Lamentavelmente, nos vemos diante do sucateamento de um Estado tão rico, marcado pela falência da gestão pública. Diante dos olhos, vemos o esgotamento dos recursos naturais, que, a propósito, valem nada menos do que a nossa própria vida. Literalmente. E, para quem valoriza mais isto do que aquilo, tais recursos correspondem a um imenso poderio econômico – malgrado aproveitado.
Com isso, quero dizer aos nortistas: vocês são muito mais do que o saco sem fundo de recursos (naturais e econômicos) que o resto do mundo insiste em demonstrar – fazendo com que vocês, também, acreditem que apenas o são.
Não, não são. Pelo contrário. São um povo guerreiro e forte – mais forte do que imaginam. Acolhedores, embora expurgados.

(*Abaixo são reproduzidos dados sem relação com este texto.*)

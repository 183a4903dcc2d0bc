//! # Runtime Errors
//!
//! Failures raised by the actor runtime itself, as opposed to a record refusing a write.

/// Errors that can occur while talking to a `ResourceActor`.
#[derive(Debug, thiserror::Error)]
pub enum FrameworkError {
    #[error("Actor closed")]
    ActorClosed,
    #[error("Actor dropped response channel")]
    ActorDropped,
    #[error("Item not found: {0}")]
    NotFound(String),
    #[error("Entity error: {0}")]
    EntityError(Box<dyn std::error::Error + Send + Sync>),
}

impl FrameworkError {
    /// True when the failure came from the channel rather than from the store.
    pub fn is_transport(&self) -> bool {
        matches!(self, Self::ActorClosed | Self::ActorDropped)
    }
}
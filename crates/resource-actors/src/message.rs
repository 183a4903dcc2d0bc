//! # Requests
//!
//! Messages sent from a `ResourceClient` to its `ResourceActor`.

use crate::entity::ActorEntity;
use crate::error::FrameworkError;
use tokio::sync::oneshot;

/// One-shot channel the actor answers on.
pub type Response<T> = oneshot::Sender<Result<T, FrameworkError>>;

/// Request understood by every `ResourceActor<T>`.
///
/// The CRUD variants use the associated types of [`ActorEntity`], so the payload of a
/// request always matches the record kind of the actor receiving it.
///
/// - **Create**: build a record from [`ActorEntity::Create`], answer with the new id.
/// - **Get**: fetch one record.
/// - **List**: snapshot of every stored record, ordered by id.
/// - **Update**: apply [`ActorEntity::Update`], answer with the updated record.
/// - **Delete**: remove a record.
/// - **Action**: run an [`ActorEntity::Action`].
#[derive(Debug)]
pub enum ResourceRequest<T: ActorEntity> {
    Create {
        params: T::Create,
        respond_to: Response<T::Id>,
    },
    Get {
        id: T::Id,
        respond_to: Response<Option<T>>,
    },
    List {
        respond_to: Response<Vec<T>>,
    },
    Update {
        id: T::Id,
        update: T::Update,
        respond_to: Response<T>,
    },
    Delete {
        id: T::Id,
        respond_to: Response<()>,
    },
    Action {
        id: T::Id,
        action: T::Action,
        respond_to: Response<T::ActionResult>,
    },
}
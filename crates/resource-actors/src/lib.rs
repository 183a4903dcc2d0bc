//! # Resource Actors
//!
//! In-process persistence runtime for the inventory engine. Every kind of record
//! (catalog products, stock movements) is owned by one [`ResourceActor`] running
//! in its own Tokio task; callers talk to it through a cloneable [`ResourceClient`].
//!
//! ## Why actors for a repository?
//!
//! The inventory core treats persistence as an asynchronous collaborator whose
//! calls may suspend and complete out of order. An actor per record kind gives
//! exactly that contract in-process:
//!
//! - **Isolated state**: the store is owned by the actor task, so no `Mutex` is
//!   needed around it.
//! - **Sequential per kind**: messages for one kind are applied in arrival order.
//! - **Parallel across kinds**: the product store and the movement ledger run
//!   independently.
//!
//! ## Layers
//!
//! 1. **Entity Layer** ([`ActorEntity`]) - validation and mutation rules of a record
//! 2. **Runtime Layer** ([`ResourceActor`]) - message loop and the in-memory store
//! 3. **Interface Layer** ([`ResourceClient`], [`ActorClient`]) - typed requests
//!
//! ## Requests
//!
//! [`ResourceRequest`] carries Create, Get, List, Update, Delete and a custom
//! Action variant. Entities refuse a request by returning their own error from a
//! hook; the runtime wraps it in [`FrameworkError::EntityError`].
//!
//! ```rust,ignore
//! let (actor, client) = ResourceActor::<Product>::new(32);
//! tokio::spawn(actor.run(()));
//!
//! let id = client.create(ProductCreate::ingredient("Flour", Unit::Gram)).await?;
//! let everything = client.list().await?;
//! ```
//!
//! ## Testing
//!
//! [`mock::MockClient`] answers requests from a queue of expectations instead of
//! a real store, which makes transport failures trivial to inject.

pub mod actor;
pub mod client;
pub mod client_trait;
pub mod entity;
pub mod error;
pub mod message;
pub mod mock;

pub use actor::ResourceActor;
pub use client::ResourceClient;
pub use client_trait::ActorClient;
pub use entity::ActorEntity;
pub use error::FrameworkError;
pub use message::{ResourceRequest, Response};
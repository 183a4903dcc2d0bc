//! [`ActorEntity`] implementation for [`Product`].
//!
//! Creation and patches are validated here, before anything is stored: a blank name
//! or a negative price or cost is refused and the stored record stays untouched.

use super::error::ProductError;
use crate::model::{Product, ProductCreate, ProductId, ProductPatch};
use async_trait::async_trait;
use resource_actors::ActorEntity;

/// Products have no custom actions.
#[derive(Debug, Clone)]
pub enum ProductAction {}

fn check_name(name: &str) -> Result<(), ProductError> {
    if name.trim().is_empty() {
        return Err(ProductError::EmptyName);
    }
    Ok(())
}

fn check_amount(field: &'static str, cents: i64) -> Result<(), ProductError> {
    if cents < 0 {
        return Err(ProductError::NegativeAmount { field, cents });
    }
    Ok(())
}

#[async_trait]
impl ActorEntity for Product {
    type Id = ProductId;
    type Create = ProductCreate;
    type Update = ProductPatch;
    type Action = ProductAction;
    type ActionResult = ();
    type Context = ();
    type Error = ProductError;

    fn from_create_params(id: ProductId, params: ProductCreate) -> Result<Self, Self::Error> {
        check_name(&params.name)?;
        check_amount("price", params.price_cents)?;
        check_amount("cost", params.cost_cents)?;

        Ok(Self {
            id,
            scope: params.scope,
            name: params.name.trim().to_string(),
            category: params.category,
            unit: params.unit,
            price_cents: params.price_cents,
            cost_cents: params.cost_cents,
            current_stock: params.current_stock,
            tracks_stock: params.tracks_stock,
            is_ingredient: params.is_ingredient,
            available: params.available,
            recipe: params.recipe,
        })
    }

    async fn on_update(&mut self, update: ProductPatch, _ctx: &()) -> Result<(), Self::Error> {
        if let Some(name) = &update.name {
            check_name(name)?;
        }
        if let Some(price) = update.price_cents {
            check_amount("price", price)?;
        }
        if let Some(cost) = update.cost_cents {
            check_amount("cost", cost)?;
        }

        if let Some(name) = update.name {
            self.name = name.trim().to_string();
        }
        if let Some(category) = update.category {
            self.category = category;
        }
        if let Some(price) = update.price_cents {
            self.price_cents = price;
        }
        if let Some(cost) = update.cost_cents {
            self.cost_cents = cost;
        }
        if let Some(stock) = update.current_stock {
            self.current_stock = Some(stock);
        }
        if let Some(tracks_stock) = update.tracks_stock {
            self.tracks_stock = tracks_stock;
            if !tracks_stock {
                self.current_stock = None;
            }
        }
        if let Some(available) = update.available {
            self.available = available;
        }
        if let Some(recipe) = update.recipe {
            self.recipe = recipe;
        }
        Ok(())
    }

    async fn handle_action(&mut self, action: ProductAction, _ctx: &()) -> Result<(), Self::Error> {
        match action {}
    }
}

#[cfg(test)]
mod tests {
    use super::*;
    use crate::model::{ScopeId, Unit};
    use rust_decimal::Decimal;
    use rust_decimal_macros::dec;

    fn flour_params() -> ProductCreate {
        ProductCreate::new(ScopeId::new("bakery"), "  Flour ", Unit::Gram)
            .ingredient()
            .cost(5)
            .stock(dec!(1000))
    }

    #[test]
    fn test_create_trims_name() {
        let flour = Product::from_create_params(ProductId(1), flour_params()).unwrap();
        assert_eq!(flour.name, "Flour");
        assert_eq!(flour.current_stock, Some(dec!(1000)));
        assert!(flour.tracks_stock);
    }

    #[test]
    fn test_create_rejects_blank_name() {
        let params = ProductCreate::new(ScopeId::new("bakery"), "   ", Unit::Count);
        let result = Product::from_create_params(ProductId(1), params);
        assert_eq!(result.unwrap_err(), ProductError::EmptyName);
    }

    #[tokio::test]
    async fn test_rejected_patch_leaves_product_untouched() {
        let mut flour = Product::from_create_params(ProductId(1), flour_params()).unwrap();
        let patch = ProductPatch {
            current_stock: Some(dec!(5)),
            cost_cents: Some(-1),
            ..ProductPatch::default()
        };

        let result = flour.on_update(patch, &()).await;
        assert_eq!(
            result.unwrap_err(),
            ProductError::NegativeAmount {
                field: "cost",
                cents: -1
            }
        );
        assert_eq!(flour.current_stock, Some(dec!(1000)));
        assert_eq!(flour.cost_cents, 5);
    }

    #[tokio::test]
    async fn test_patch_applies_only_present_fields() {
        let mut flour = Product::from_create_params(ProductId(1), flour_params()).unwrap();
        flour
            .on_update(ProductPatch::stock(dec!(400)), &())
            .await
            .unwrap();
        assert_eq!(flour.current_stock, Some(dec!(400)));
        assert_eq!(flour.cost_cents, 5);
        assert_eq!(flour.name, "Flour");
    }

    #[tokio::test]
    async fn test_untracking_clears_stock_level() {
        let mut flour = Product::from_create_params(ProductId(1), flour_params()).unwrap();
        flour
            .on_update(ProductPatch::stock(dec!(400)), &())
            .await
            .unwrap();

        let untrack = ProductPatch {
            current_stock: Some(dec!(900)),
            ..ProductPatch::untracked()
        };
        flour.on_update(untrack, &()).await.unwrap();
        assert!(!flour.tracks_stock);
        assert_eq!(flour.current_stock, None);
        assert_eq!(flour.stock_or_zero(), Decimal::ZERO);
    }

    #[test]
    fn test_products_have_no_custom_actions() {
        fn unreachable_action(action: ProductAction) -> std::convert::Infallible {
            match action {}
        }
        let _ = unreachable_action;
        assert_eq!(std::mem::size_of::<ProductAction>(), 0);
    }
}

E nos dão aquilo que não recebem de ninguém. Isso é digno. Admiro o seu valoroso instinto de solidariedade. Vocês precisam enxergar que são mais do que o que, por tanto tempo, eles os fizeram acreditar.
No mais, só posso falar que tenho muito orgulho de ser nordestino(a), um tanto nortista – se me permitem dizer – e brasileiro(a). Somos múltiplos e isso merece muito respeito.

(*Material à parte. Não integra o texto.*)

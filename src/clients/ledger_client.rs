//! # Ledger Client
//!
//! High-level API for the append-only `StockMovement` actor.
use crate::ledger_actor::LedgerError;
use crate::model::{NewStockMovement, ScopeId, StockMovement, StockMovementId};
use async_trait::async_trait;
use resource_actors::{ActorClient, FrameworkError, ResourceClient};
use tracing::{debug, instrument};

/// Client for interacting with the Ledger actor.
#[derive(Clone)]
pub struct LedgerClient {
    inner: ResourceClient<StockMovement>,
}

impl LedgerClient {
    pub fn new(inner: ResourceClient<StockMovement>) -> Self {
        Self { inner }
    }
}

#[async_trait]
impl ActorClient<StockMovement> for LedgerClient {
    type Error = LedgerError;

    fn inner(&self) -> &ResourceClient<StockMovement> {
        &self.inner
    }

    fn map_error(e: FrameworkError) -> Self::Error {
        match e {
            FrameworkError::EntityError(inner) => match inner.downcast_ref::<LedgerError>() {
                Some(refused) => refused.clone(),
                None => LedgerError::ActorCommunicationError(inner.to_string()),
            },
            other => LedgerError::ActorCommunicationError(other.to_string()),
        }
    }
}

impl LedgerClient {
    #[instrument(skip(self))]
    pub async fn append(&self, movement: NewStockMovement) -> Result<StockMovementId, LedgerError> {
        debug!("Sending request");
        self.inner.create(movement).await.map_err(Self::map_error)
    }

    /// Every movement of `scope`, oldest first.
    #[instrument(skip(self))]
    pub async fn movements_in(&self, scope: &ScopeId) -> Result<Vec<StockMovement>, LedgerError> {
        let mut movements = self.list().await?;
        movements.retain(|m| &m.scope == scope);
        Ok(movements)
    }
}
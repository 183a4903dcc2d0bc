//! Error types for the Product actor.

use thiserror::Error;

/// Errors that can occur during product operations.
#[derive(Debug, Clone, Error, PartialEq)]
pub enum ProductError {
    /// Products must carry a non-blank name.
    #[error("Product name must not be empty")]
    EmptyName,

    /// Prices and costs are never negative.
    #[error("Invalid {field}: {cents} cents")]
    NegativeAmount { field: &'static str, cents: i64 },

    /// The requested product was not found.
    #[error("Product not found: {0}")]
    NotFound(String),

    /// An error occurred while communicating with the actor system.
    #[error("Actor communication error: {0}")]
    ActorCommunicationError(String),
}
//! # Observability & Tracing
//!
//! [`setup_tracing`] installs a compact `tracing_subscriber` formatter filtered by
//! `RUST_LOG`. Module paths are hidden (`with_target(false)`); actor events carry
//! an `entity_type` field instead.
//!
//! ## What Gets Traced
//!
//! - **Actor lifecycle**: `Actor started`, `Shutdown` with the final store size
//! - **Entity operations**: `Created`, `Updated`, `Deleted`, `Action ok`, refusals
//! - **Production**: product stock moves, each ingredient deduction, and a `warn!`
//!   for every missing ingredient or stock shortfall
//! - **Imports**: a `warn!` per failed item or dropped recipe line, then a summary
//!
//! ```bash
//! RUST_LOG=info cargo run
//! RUST_LOG=debug cargo run
//! RUST_LOG=pos_inventory::costing=debug cargo run
//! ```
//!
//! With `RUST_LOG=info`, producing ten loaves with too little flour reads:
//!
//! ```text
//! INFO produce: Updated entity_type="Product" id=product_7
//! INFO produce: Product stock moved delta=10 kind=entry
//! WARN produce: Not enough stock, deducting what is left ingredient_id=product_1 required=2000 applied=400
//! INFO produce: Production recorded ingredients=2 notes=1
//! ```

/// Installs the global subscriber. Later calls leave the first one in place.
pub fn setup_tracing() {
    let _ = tracing_subscriber::fmt()
        .with_env_filter(tracing_subscriber::EnvFilter::from_default_env())
        .with_target(false) // entity_type is enough
        .compact()
        .try_init();
}
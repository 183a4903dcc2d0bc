//! # Ledger Actor
//!
//! Append-only store of [`StockMovement`] records for every scope.
//!
//! - [`entity`] - [`ActorEntity`](resource_actors::ActorEntity) implementation, sign rule
//! - [`error`] - [`LedgerError`]

pub mod entity;
pub mod error;

pub use entity::{check_direction, LedgerAction};
pub use error::*;

use crate::clients::LedgerClient;
use crate::model::StockMovement;
use resource_actors::ResourceActor;

/// Creates a new Ledger actor and its client.
pub fn new(buffer_size: usize) -> (ResourceActor<StockMovement>, LedgerClient) {
    let (actor, generic_client) = ResourceActor::new(buffer_size);
    (actor, LedgerClient::new(generic_client))
}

Estamos diante da valiosa oportunidade de mudar um longo processo histórico que dizimou a autoestima de grande parte da nação. Sem vocês, não conseguiremos. E, sem nós, vocês também não!
A região Norte também faz parte do Brasil. A Amazônia somos nós. Nesse caso, é, absolutamente, indissociável o “espaço” do “ser”.
E, então, somos – todos – parte de um só. Não se esqueçam disso.
Não se esqueçam de nós.
Paulo Roberto Fontenele Maia – Advogado. Procurador de Estado. Especialista em Direito Público com ênfase em gestão pública e Direito Administrativo.
Yrlla Alencar de Souza – Advogada. Analista jurídica. Especialista MBA em gestão pública. Pós-graduanda em Direito Público.